--- Data for the task Enclosed Below ---

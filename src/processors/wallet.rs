use crate::domain::checkout::{PaymentMethod, PaymentOutcome};
use crate::processors::{MethodProcessor, ProcessorRequest};
use anyhow::Result;
use std::time::Duration;

pub struct WalletProcessor {
    pub provider: PaymentMethod,
    pub delay: Duration,
}

#[async_trait::async_trait]
impl MethodProcessor for WalletProcessor {
    fn name(&self) -> &'static str {
        match self.provider {
            PaymentMethod::Nagad => "nagad",
            PaymentMethod::Rocket => "rocket",
            _ => "bkash",
        }
    }

    async fn process(&self, _request: &ProcessorRequest) -> Result<PaymentOutcome> {
        tokio::time::sleep(self.delay).await;
        Ok(PaymentOutcome::Success)
    }
}
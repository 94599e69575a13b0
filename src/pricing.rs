use crate::domain::checkout::{CheckoutContext, InstallmentPlan, PaymentMethod};
use serde::{Deserialize, Serialize};

#[derive(Debug, Clone, Serialize, Deserialize)]
pub struct CurrencyRate {
    pub code: String,
    pub symbol: String,
    pub rate: f64,
}

#[derive(Debug, Clone, Serialize, Deserialize)]
pub struct PricingConfig {
    pub rates: Vec<CurrencyRate>,
    pub cod_fee: f64,
    pub klarna_plans: Vec<InstallmentPlan>,
    pub affirm_plans: Vec<InstallmentPlan>,
}

impl Default for PricingConfig {
    fn default() -> Self {
        Self {
            rates: vec![
                rate("USD", "$", 1.0),
                rate("EUR", "€", 0.92),
                rate("GBP", "£", 0.79),
                rate("BDT", "৳", 109.50),
                rate("INR", "₹", 83.20),
            ],
            cod_fee: 2.99,
            klarna_plans: vec![
                plan(3, 1.99, "3 interest-free monthly payments"),
                plan(6, 2.99, "6 monthly payments"),
                plan(12, 4.99, "12 monthly payments"),
            ],
            affirm_plans: vec![
                plan(3, 2.49, "3 monthly payments"),
                plan(6, 3.49, "6 monthly payments"),
                plan(12, 5.99, "12 monthly payments"),
            ],
        }
    }
}

fn rate(code: &str, symbol: &str, value: f64) -> CurrencyRate {
    CurrencyRate {
        code: code.to_string(),
        symbol: symbol.to_string(),
        rate: value,
    }
}

fn plan(months: u32, flat_fee: f64, description: &str) -> InstallmentPlan {
    InstallmentPlan {
        months,
        flat_fee,
        description: description.to_string(),
    }
}

impl PricingConfig {
    pub fn rate(&self, code: &str) -> Option<f64> {
        self.rates.iter().find(|r| r.code == code).map(|r| r.rate)
    }

    pub fn plans_for(&self, method: PaymentMethod) -> &[InstallmentPlan] {
        match method {
            PaymentMethod::Klarna => &self.klarna_plans,
            PaymentMethod::Affirm => &self.affirm_plans,
            _ => &[],
        }
    }
}

#[derive(Debug, Clone, Serialize)]
#[serde(rename_all = "camelCase")]
pub struct Totals {
    pub base: f64,
    pub converted: f64,
    pub surcharge: f64,
    pub total: f64,
    pub currency: String,
    pub monthly_amount: Option<f64>,
}

pub fn method_surcharge(
    pricing: &PricingConfig,
    method: PaymentMethod,
    plan: Option<&InstallmentPlan>,
) -> f64 {
    match method {
        PaymentMethod::CashOnDelivery => pricing.cod_fee,
        m if m.is_bnpl() => plan.map(|p| p.flat_fee).unwrap_or(0.0),
        _ => 0.0,
    }
}

pub fn monthly_amount(converted: f64, plan: &InstallmentPlan) -> f64 {
    (converted + plan.flat_fee) / plan.months as f64
}

pub fn compute_total(ctx: &CheckoutContext, pricing: &PricingConfig) -> Totals {
    let base = ctx.product.unit_price * ctx.quantity as f64;
    let converted = base * pricing.rate(&ctx.currency).unwrap_or(1.0);
    let surcharge = method_surcharge(pricing, ctx.payment_method, ctx.installment_plan.as_ref());
    let total = converted + surcharge;
    let monthly = if ctx.payment_method.is_bnpl() {
        ctx.installment_plan.as_ref().map(|p| monthly_amount(converted, p))
    } else {
        None
    };

    Totals {
        base,
        converted,
        surcharge,
        total,
        currency: ctx.currency.clone(),
        monthly_amount: monthly,
    }
}
use crate::http::error::err;
use crate::AppState;
use axum::extract::State;
use axum::http::StatusCode;
use axum::response::IntoResponse;
use axum::Json;

pub async fn districts(State(state): State<AppState>) -> impl IntoResponse {
    match state.orders_api.delivery_districts().await {
        Ok(list) => (StatusCode::OK, Json(serde_json::json!({ "success": true, "data": list })))
            .into_response(),
        Err(e) => {
            tracing::warn!(error = %e, "district lookup failed");
            (
                StatusCode::BAD_GATEWAY,
                Json(err("DELIVERY_LOOKUP_FAILED", "could not load delivery districts")),
            )
                .into_response()
        }
    }
}

pub async fn times(State(state): State<AppState>) -> impl IntoResponse {
    match state.orders_api.delivery_times().await {
        Ok(list) => (StatusCode::OK, Json(serde_json::json!({ "success": true, "data": list })))
            .into_response(),
        Err(e) => {
            tracing::warn!(error = %e, "delivery time lookup failed");
            (
                StatusCode::BAD_GATEWAY,
                Json(err("DELIVERY_LOOKUP_FAILED", "could not load delivery times")),
            )
                .into_response()
        }
    }
}
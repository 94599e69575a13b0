use crate::AppState;
use axum::extract::State;
use axum::response::IntoResponse;
use axum::Json;

pub async fn readiness(State(state): State<AppState>) -> impl IntoResponse {
    let orders_ok = state.orders_api.healthcheck().await;

    let status = if orders_ok {
        axum::http::StatusCode::OK
    } else {
        axum::http::StatusCode::SERVICE_UNAVAILABLE
    };

    (
        status,
        Json(serde_json::json!({
            "ready": orders_ok,
            "orders_api": orders_ok
        })),
    )
        .into_response()
}

pub async fn liveness() -> impl IntoResponse {
    (axum::http::StatusCode::OK, Json(serde_json::json!({"alive": true}))).into_response()
}
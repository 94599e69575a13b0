pub mod config;
pub mod domain {
    pub mod checkout;
    pub mod order;
}
pub mod pricing;
pub mod processors;
pub mod clients {
    pub mod orders;
    pub mod profile;
}
pub mod invoice;
pub mod session {
    pub mod checkout_service;
    pub mod validate;
}
pub mod http {
    pub mod error;
    pub mod handlers {
        pub mod checkout;
        pub mod delivery;
        pub mod ops;
    }
}

#[derive(Clone)]
pub struct AppState {
    pub checkout_service: session::checkout_service::CheckoutService,
    pub orders_api: std::sync::Arc<dyn clients::orders::OrdersApi>,
}
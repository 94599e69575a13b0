use crate::domain::checkout::{
    BuyerProfile, CheckoutPhase, PaymentMethod, ProductRef,
};
use crate::pricing::Totals;
use chrono::NaiveDate;
use serde::{Deserialize, Serialize};

#[derive(Debug, Clone, Serialize, Deserialize)]
#[serde(rename_all = "camelCase")]
pub struct OrderSnapshot {
    pub product_id: String,
    pub quantity: i64,
    pub purchase_date: NaiveDate,
    pub delivery_time: String,
    pub delivery_location: String,
    pub message: String,
    pub payment_method: PaymentMethod,
    pub total_amount: f64,
}

#[derive(Debug, Clone, Deserialize)]
pub struct CreateOrderResponse {
    pub success: bool,
    pub data: CreatedOrder,
}

#[derive(Debug, Clone, Deserialize)]
pub struct CreatedOrder {
    #[serde(rename = "_id")]
    pub id: String,
}

#[derive(Debug, Clone, Deserialize)]
#[serde(rename_all = "camelCase")]
pub struct OpenCheckoutRequest {
    pub product_id: String,
    pub product_name: String,
    pub unit_price: f64,
}

#[derive(Debug, Clone, Default, Deserialize)]
#[serde(rename_all = "camelCase")]
pub struct UpdateCheckoutRequest {
    pub quantity: Option<i64>,
    pub purchase_date: Option<NaiveDate>,
    pub delivery_time: Option<String>,
    pub delivery_location: Option<String>,
    pub message: Option<String>,
    pub name: Option<String>,
    pub contact_number: Option<String>,
    pub location: Option<String>,
    pub country: Option<String>,
    pub currency: Option<String>,
    pub payment_method: Option<PaymentMethod>,
    pub card_number: Option<String>,
    pub expiry: Option<String>,
    pub cvv: Option<String>,
    pub cardholder_name: Option<String>,
    pub installment_months: Option<u32>,
}

#[derive(Debug, Clone, Deserialize)]
pub struct VerifyOtpRequest {
    pub otp: String,
}

#[derive(Debug, Clone, Deserialize)]
#[serde(rename_all = "camelCase")]
pub struct PaymentProofRequest {
    pub payment_proof: String,
}

#[derive(Debug, Clone, Copy, PartialEq, Eq, Serialize)]
#[serde(rename_all = "SCREAMING_SNAKE_CASE")]
pub enum SubmitStatus {
    Success,
    StepUpRequired,
}

#[derive(Debug, Clone, Serialize)]
#[serde(rename_all = "camelCase")]
pub struct SubmitResponse {
    pub status: SubmitStatus,
    pub order_id: Option<String>,
    pub payment_method: PaymentMethod,
    pub total_amount: f64,
    pub currency: String,
    pub monthly_amount: Option<f64>,
    pub profile_synced: Option<bool>,
    pub awaiting_payment_proof: bool,
}

#[derive(Debug, Clone, Serialize)]
#[serde(rename_all = "camelCase")]
pub struct CheckoutView {
    pub phase: CheckoutPhase,
    pub product: ProductRef,
    pub quantity: i64,
    pub purchase_date: Option<NaiveDate>,
    pub delivery_time: Option<String>,
    pub delivery_location: Option<String>,
    pub message: String,
    pub buyer: BuyerProfile,
    pub currency: String,
    pub payment_method: PaymentMethod,
    pub installment_months: Option<u32>,
    pub totals: Totals,
    pub order_id: Option<String>,
    pub awaiting_payment_proof: bool,
    pub payment_proof_submitted: bool,
}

--- End of Enclosed Data for the task ---

* [Your instructions] Line count for the word "filename": tally the lines in the records that include it and give only the result.

* [Completed exercise] 2